WHAT THE EXERCISE ASKS. Here are some records. Transcribe all of them exactly.

Saved entries.

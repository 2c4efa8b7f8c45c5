//! Error types for wardend

use axum::{
    http::{header, HeaderValue, StatusCode},
    response::{IntoResponse, Response},
    Json,
};
use chrono::{DateTime, Utc};
use serde::Serialize;
use thiserror::Error;
use warden_audit::AuditError;
use warden_core::{FieldViolation, OrchestratorError};

/// Daemon-level errors
#[derive(Debug, Error)]
pub enum DaemonError {
    /// Configuration error
    #[error("Configuration error: {0}")]
    Config(String),

    /// Server startup error
    #[error("Server error: {0}")]
    Server(String),

    /// Audit log could not be opened or written at startup
    #[error("Audit error: {0}")]
    Audit(#[from] AuditError),

    /// IO error
    #[error("IO error: {0}")]
    Io(#[from] std::io::Error),
}

/// API-specific errors
#[derive(Debug, Error)]
pub enum ApiError {
    /// Missing, malformed or unknown bearer token
    #[error("{0}")]
    Unauthorized(String),

    /// Token lacks the scope for this route class
    #[error("{0}")]
    Forbidden(String),

    #[error("rate limit exceeded, retry after {retry_after_secs}s")]
    RateLimited { retry_after_secs: u64 },

    /// Intent or request body failed validation
    #[error("validation failed")]
    Validation(Vec<FieldViolation>),

    /// Resource not found
    #[error("Not found: {0}")]
    NotFound(String),

    /// Request refused by an execution invariant or the plan lifecycle
    #[error("{message}")]
    Conflict { code: &'static str, message: String },

    /// Bad request
    #[error("Bad request: {0}")]
    BadRequest(String),

    #[error("request body exceeds {0} bytes")]
    PayloadTooLarge(usize),

    #[error("request URL exceeds {0} bytes")]
    UriTooLong(usize),

    #[error("request headers exceed {0} bytes")]
    HeadersTooLarge(usize),

    #[error("method {0} is not allowed")]
    MethodNotAllowed(String),

    /// The audit log rejected a write; nothing was changed
    #[error("audit log unavailable: {0}")]
    AuditFailure(String),

    /// Internal error
    #[error("Internal error: {0}")]
    Internal(String),
}

impl ApiError {
    pub fn status_and_code(&self) -> (StatusCode, &'static str) {
        match self {
            ApiError::Unauthorized(_) => (StatusCode::UNAUTHORIZED, "AUTH_INVALID_KEY"),
            ApiError::Forbidden(_) => (StatusCode::FORBIDDEN, "AUTH_INSUFFICIENT_PERMISSION"),
            ApiError::RateLimited { .. } => (StatusCode::TOO_MANY_REQUESTS, "RATE_LIMIT_EXCEEDED"),
            ApiError::Validation(_) => (StatusCode::UNPROCESSABLE_ENTITY, "VALIDATION_ERROR"),
            ApiError::NotFound(_) => (StatusCode::NOT_FOUND, "NOT_FOUND"),
            ApiError::Conflict { code, .. } => (StatusCode::CONFLICT, *code),
            ApiError::BadRequest(_) => (StatusCode::BAD_REQUEST, "INVALID_REQUEST"),
            ApiError::PayloadTooLarge(_) => (StatusCode::PAYLOAD_TOO_LARGE, "INVALID_REQUEST"),
            ApiError::UriTooLong(_) => (StatusCode::URI_TOO_LONG, "INVALID_REQUEST"),
            ApiError::HeadersTooLarge(_) => (StatusCode::REQUEST_HEADER_FIELDS_TOO_LARGE, "INVALID_REQUEST"),
            ApiError::MethodNotAllowed(_) => (StatusCode::METHOD_NOT_ALLOWED, "METHOD_NOT_ALLOWED"),
            ApiError::AuditFailure(_) => (StatusCode::INTERNAL_SERVER_ERROR, "AUDIT_WRITE_FAILED"),
            ApiError::Internal(_) => (StatusCode::INTERNAL_SERVER_ERROR, "INTERNAL_ERROR"),
        }
    }
}

impl From<OrchestratorError> for ApiError {
    fn from(err: OrchestratorError) -> Self {
        match err {
            OrchestratorError::Validation(v) => ApiError::Validation(v.violations),
            OrchestratorError::IntentNotFound(_) | OrchestratorError::PlanNotFound(_) => {
                ApiError::NotFound(err.to_string())
            }
            OrchestratorError::InvalidTransition { .. } => ApiError::Conflict {
                code: "INVALID_TRANSITION",
                message: err.to_string(),
            },
            OrchestratorError::ConcurrentExecutionRejected { .. } => ApiError::Conflict {
                code: "CONCURRENT_EXECUTION_REJECTED",
                message: err.to_string(),
            },
            OrchestratorError::HaltActive(_) => ApiError::Conflict {
                code: "HALT_ACTIVE",
                message: err.to_string(),
            },
            OrchestratorError::AuditWriteFailure(e) => ApiError::AuditFailure(e.to_string()),
        }
    }
}

impl From<AuditError> for ApiError {
    fn from(err: AuditError) -> Self {
        match err {
            AuditError::InvalidQuery(msg) => ApiError::BadRequest(msg),
            other => ApiError::AuditFailure(other.to_string()),
        }
    }
}

/// Error response body
#[derive(Debug, Serialize)]
pub struct ErrorResponse {
    pub code: String,
    pub message: String,
    pub timestamp: DateTime<Utc>,
    #[serde(skip_serializing_if = "Option::is_none")]
    pub errors: Option<Vec<FieldViolation>>,
}

impl IntoResponse for ApiError {
    fn into_response(self) -> Response {
        let (status, code) = self.status_and_code();

        if status.is_server_error() {
            tracing::error!(code, error = %self, "Request failed");
        }

        let retry_after = match &self {
            ApiError::RateLimited { retry_after_secs } => Some(*retry_after_secs),
            _ => None,
        };

        let body = ErrorResponse {
            code: code.to_string(),
            message: self.to_string(),
            timestamp: Utc::now(),
            errors: match self {
                ApiError::Validation(violations) => Some(violations),
                _ => None,
            },
        };

        let mut response = (status, Json(body)).into_response();
        if let Some(secs) = retry_after {
            response
                .headers_mut()
                .insert(header::RETRY_AFTER, HeaderValue::from(secs));
        }
        response
    }
}

/// Result type alias for API operations
pub type ApiResult<T> = Result<T, ApiError>;

/// Result type alias for daemon operations
pub type DaemonResult<T> = Result<T, DaemonError>;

EXPECTED ANSWER.
repository 2c4efa8b7f8c45c5
//! Error types for wardend

use axum::{
    http::{header, HeaderValue, StatusCode},
    response::{IntoResponse, Response},
    Json,
};
use chrono::{DateTime, Utc};
use serde::Serialize;
use thiserror::Error;
use warden_audit::AuditError;
use warden_core::{FieldViolation, OrchestratorError};

/// Daemon-level errors
#[derive(Debug, Error)]
pub enum DaemonError {
    /// Configuration error
    #[error("Configuration error: {0}")]
    Config(String),

    /// Server startup error
    #[error("Server error: {0}")]
    Server(String),

    /// Audit log could not be opened or written at startup
    #[error("Audit error: {0}")]
    Audit(#[from] AuditError),

    /// IO error
    #[error("IO error: {0}")]
    Io(#[from] std::io::Error),
}

/// API-specific errors
#[derive(Debug, Error)]
pub enum ApiError {
    /// Missing, malformed or unknown bearer token
    #[error("{0}")]
    Unauthorized(String),

    /// Token lacks the scope for this route class
    #[error("{0}")]
    Forbidden(String),

    #[error("rate limit exceeded, retry after {retry_after_secs}s")]
    RateLimited { retry_after_secs: u64 },

    /// Intent or request body failed validation
    #[error("validation failed")]
    Validation(Vec<FieldViolation>),

    /// Resource not found
    #[error("Not found: {0}")]
    NotFound(String),

    /// Request refused by an execution invariant or the plan lifecycle
    #[error("{message}")]
    Conflict { code: &'static str, message: String },

    /// Bad request
    #[error("Bad request: {0}")]
    BadRequest(String),

    #[error("request body exceeds {0} bytes")]
    PayloadTooLarge(usize),

    #[error("request URL exceeds {0} bytes")]
    UriTooLong(usize),

    #[error("request headers exceed {0} bytes")]
    HeadersTooLarge(usize),

    #[error("method {0} is not allowed")]
    MethodNotAllowed(String),

    /// The audit log rejected a write; nothing was changed
    #[error("audit log unavailable: {0}")]
    AuditFailure(String),

    /// Internal error
    #[error("Internal error: {0}")]
    Internal(String),
}

impl ApiError {
    pub fn status_and_code(&self) -> (StatusCode, &'static str) {
        match self {
            ApiError::Unauthorized(_) => (StatusCode::UNAUTHORIZED, "AUTH_INVALID_KEY"),
            ApiError::Forbidden(_) => (StatusCode::FORBIDDEN, "AUTH_INSUFFICIENT_PERMISSION"),
            ApiError::RateLimited { .. } => (StatusCode::TOO_MANY_REQUESTS, "RATE_LIMIT_EXCEEDED"),
            ApiError::Validation(_) => (StatusCode::UNPROCESSABLE_ENTITY, "VALIDATION_ERROR"),
            ApiError::NotFound(_) => (StatusCode::NOT_FOUND, "NOT_FOUND"),
            ApiError::Conflict { code, .. } => (StatusCode::CONFLICT, *code),
            ApiError::BadRequest(_) => (StatusCode::BAD_REQUEST, "INVALID_REQUEST"),
            ApiError::PayloadTooLarge(_) => (StatusCode::PAYLOAD_TOO_LARGE, "INVALID_REQUEST"),
            ApiError::UriTooLong(_) => (StatusCode::URI_TOO_LONG, "INVALID_REQUEST"),
            ApiError::HeadersTooLarge(_) => (StatusCode::REQUEST_HEADER_FIELDS_TOO_LARGE, "INVALID_REQUEST"),
            ApiError::MethodNotAllowed(_) => (StatusCode::METHOD_NOT_ALLOWED, "METHOD_NOT_ALLOWED"),
            ApiError::AuditFailure(_) => (StatusCode::INTERNAL_SERVER_ERROR, "AUDIT_WRITE_FAILED"),
            ApiError::Internal(_) => (StatusCode::INTERNAL_SERVER_ERROR, "INTERNAL_ERROR"),
        }
    }
}

impl From<OrchestratorError> for ApiError {
    fn from(err: OrchestratorError) -> Self {
        match err {
            OrchestratorError::Validation(v) => ApiError::Validation(v.violations),
            OrchestratorError::IntentNotFound(_) | OrchestratorError::PlanNotFound(_) => {
                ApiError::NotFound(err.to_string())
            }
            OrchestratorError::InvalidTransition { .. } => ApiError::Conflict {
                code: "INVALID_TRANSITION",
                message: err.to_string(),
            },
            OrchestratorError::ConcurrentExecutionRejected { .. } => ApiError::Conflict {
                code: "CONCURRENT_EXECUTION_REJECTED",
                message: err.to_string(),
            },
            OrchestratorError::HaltActive(_) => ApiError::Conflict {
                code: "HALT_ACTIVE",
                message: err.to_string(),
            },
            OrchestratorError::AuditWriteFailure(e) => ApiError::AuditFailure(e.to_string()),
        }
    }
}

impl From<AuditError> for ApiError {
    fn from(err: AuditError) -> Self {
        match err {
            AuditError::InvalidQuery(msg) => ApiError::BadRequest(msg),
            other => ApiError::AuditFailure(other.to_string()),
        }
    }
}

/// Error response body
#[derive(Debug, Serialize)]
pub struct ErrorResponse {
    pub code: String,
    pub message: String,
    pub timestamp: DateTime<Utc>,
    #[serde(skip_serializing_if = "Option::is_none")]
    pub errors: Option<Vec<FieldViolation>>,
}

impl IntoResponse for ApiError {
    fn into_response(self) -> Response {
        let (status, code) = self.status_and_code();

        if status.is_server_error() {
            tracing::error!(code, error = %self, "Request failed");
        }

        let retry_after = match &self {
            ApiError::RateLimited { retry_after_secs } => Some(*retry_after_secs),
            _ => None,
        };

        let body = ErrorResponse {
            code: code.to_string(),
            message: self.to_string(),
            timestamp: Utc::now(),
            errors: match self {
                ApiError::Validation(violations) => Some(violations),
                _ => None,
            },
        };

        let mut response = (status, Json(body)).into_response();
        if let Some(secs) = retry_after {
            response
                .headers_mut()
                .insert(header::RETRY_AFTER, HeaderValue::from(secs));
        }
        response
    }
}

/// Result type alias for API operations
pub type ApiResult<T> = Result<T, ApiError>;

/// Result type alias for daemon operations
pub type DaemonResult<T> = Result<T, DaemonError>;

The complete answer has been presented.